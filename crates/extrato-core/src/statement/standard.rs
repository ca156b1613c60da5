//! Investment-movement layouts ("Padrão 2" and Banco do Brasil).
//!
//! Text from every page is searched. Each field exists in two renderings:
//! the value on the line after the label, or a CSV-like `Label , "value`
//! artifact from statements converted through a spreadsheet.

use regex::Regex;
use tracing::debug;

use crate::models::statement::StatementRecord;
use crate::pdf::TextScope;

use super::rules::patterns::{
    MOVEMENT_ACCOUNT, MOVEMENT_ACCOUNT_CSV, MOVEMENT_CURRENT_BALANCE,
    MOVEMENT_CURRENT_BALANCE_CSV, MOVEMENT_INCOME, MOVEMENT_INCOME_CSV,
    MOVEMENT_PREVIOUS_BALANCE, MOVEMENT_PREVIOUS_BALANCE_CSV,
};
use super::rules::{parse_amount, AmountFormat, Field, FieldPattern, NO_MOVEMENT_MARKER};
use super::{Layout, StatementExtractor};

/// Account placeholder when neither rendering of the label is present.
pub const ACCOUNT_NOT_FOUND: &str = "Não encontrado";

pub static STANDARD: MovementExtractor = MovementExtractor {
    layout: Layout::Standard,
    bank: None,
    account_missing: ACCOUNT_NOT_FOUND,
};

pub static BB: MovementExtractor = MovementExtractor {
    layout: Layout::Bb,
    bank: Some("Banco do Brasil"),
    account_missing: ACCOUNT_NOT_FOUND,
};

/// Extractor shared by the layouts that print investment movements.
pub struct MovementExtractor {
    layout: Layout,
    bank: Option<&'static str>,
    account_missing: &'static str,
}

impl StatementExtractor for MovementExtractor {
    fn layout(&self) -> Layout {
        self.layout
    }

    fn bank(&self) -> Option<&'static str> {
        self.bank
    }

    fn text_scope(&self) -> TextScope {
        TextScope::AllPages
    }

    fn extract_from_text(&self, file_name: &str, text: &str) -> StatementRecord {
        let locate = |field: Field, current: &'static Regex, csv: &'static Regex| {
            FieldPattern::new(field, current)
                .with_fallback(csv)
                .locate(text)
        };

        let account = locate(Field::Account, &MOVEMENT_ACCOUNT, &MOVEMENT_ACCOUNT_CSV)
            .map(str::trim)
            .unwrap_or(self.account_missing);

        let mut record = StatementRecord {
            file_name: file_name.to_string(),
            bank: self.bank.map(str::to_string),
            account: account.to_string(),
            previous_balance: 0.0,
            income: 0.0,
            current_balance: 0.0,
        };

        if text.contains(NO_MOVEMENT_MARKER) {
            debug!("{}: no movement in period", file_name);
            return record;
        }

        let amount = |field: Field, current: &'static Regex, csv: &'static Regex| {
            parse_amount(locate(field, current, csv), AmountFormat::Plain)
        };

        record.previous_balance = amount(
            Field::PreviousBalance,
            &MOVEMENT_PREVIOUS_BALANCE,
            &MOVEMENT_PREVIOUS_BALANCE_CSV,
        );
        record.income = amount(Field::Income, &MOVEMENT_INCOME, &MOVEMENT_INCOME_CSV);
        record.current_balance = amount(
            Field::CurrentBalance,
            &MOVEMENT_CURRENT_BALANCE,
            &MOVEMENT_CURRENT_BALANCE_CSV,
        );

        record
    }
}

#[cfg(test)]
mod tests {
    use super::*;
    use crate::statement::testing::TextPdf;
    use pretty_assertions::assert_eq;

    const CURRENT: &str = "EXTRATO DE INVESTIMENTOS\n\
        Agência\n1234\n\
        Conta\n98765-0\n\
        SALDO ANTERIOR\n2.500,00\n\
        RENDIMENTO LÍQUIDO\n12,34\n\
        SALDO ATUAL =\n2.512,34\n";

    const CSV_RENDERED: &str = "\"Agência\" , \"1234\n\
        Conta , \"98765-0\"\n\
        SALDO ANTERIOR , \"2.500,00\"\n\
        RENDIMENTO LÍQUIDO , \"12,34\"\n\
        SALDO ATUAL = , \"2.512,34\"\n";

    #[test]
    fn test_current_rendering() {
        let record = STANDARD.extract_from_text("inv.pdf", CURRENT);
        assert_eq!(
            record,
            StatementRecord {
                file_name: "inv.pdf".to_string(),
                bank: None,
                account: "98765-0".to_string(),
                previous_balance: 2500.0,
                income: 12.34,
                current_balance: 2512.34,
            }
        );
    }

    #[test]
    fn test_csv_rendering() {
        let record = STANDARD.extract_from_text("inv.pdf", CSV_RENDERED);
        assert_eq!(record.account, "98765-0");
        assert_eq!(record.previous_balance, 2500.0);
        assert_eq!(record.income, 12.34);
        assert_eq!(record.current_balance, 2512.34);
    }

    #[test]
    fn test_no_movement_short_circuits() {
        let text = format!("{}NÃO HOUVE MOVIMENTO NO PERÍODO SOLICITADO\n", CURRENT);
        let record = STANDARD.extract_from_text("inv.pdf", &text);
        assert_eq!(record.account, "98765-0");
        assert_eq!(record.previous_balance, 0.0);
        assert_eq!(record.income, 0.0);
        assert_eq!(record.current_balance, 0.0);
    }

    #[test]
    fn test_missing_account() {
        let record = STANDARD.extract_from_text("inv.pdf", "SALDO ATUAL =\n10,00\n");
        assert_eq!(record.account, ACCOUNT_NOT_FOUND);
        assert_eq!(record.current_balance, 10.0);
    }

    #[test]
    fn test_bb_carries_bank() {
        let record = BB.extract_from_text("bb.pdf", CURRENT);
        assert_eq!(record.bank.as_deref(), Some("Banco do Brasil"));
        assert_eq!(record.current_balance, 2512.34);
    }

    #[test]
    fn test_reads_all_pages() {
        let data = "Conta\n111-2\n\u{c}SALDO ATUAL =\n3.000,00\n";
        let mut pdf = TextPdf::default();
        let record = STANDARD.process_with(&mut pdf, data.as_bytes(), "two-pages.pdf");
        assert_eq!(record.account, "111-2");
        assert_eq!(record.current_balance, 3000.0);
    }

    #[test]
    fn test_error_record_keeps_bank() {
        let mut pdf = TextPdf::default();
        let record = BB.process_with(&mut pdf, b"%BROKEN", "bad.pdf");
        assert!(record.is_error());
        assert_eq!(record.bank.as_deref(), Some("Banco do Brasil"));
    }
}
pub mod batch;
pub mod config;
pub mod serve;
pub mod text;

———

▸ Work order
Take every line above carrying "data" and return it.

▸ Task output
        let data = "Conta\n111-2\n\u{c}SALDO ATUAL =\n3.000,00\n";
        let record = STANDARD.process_with(&mut pdf, data.as_bytes(), "two-pages.pdf");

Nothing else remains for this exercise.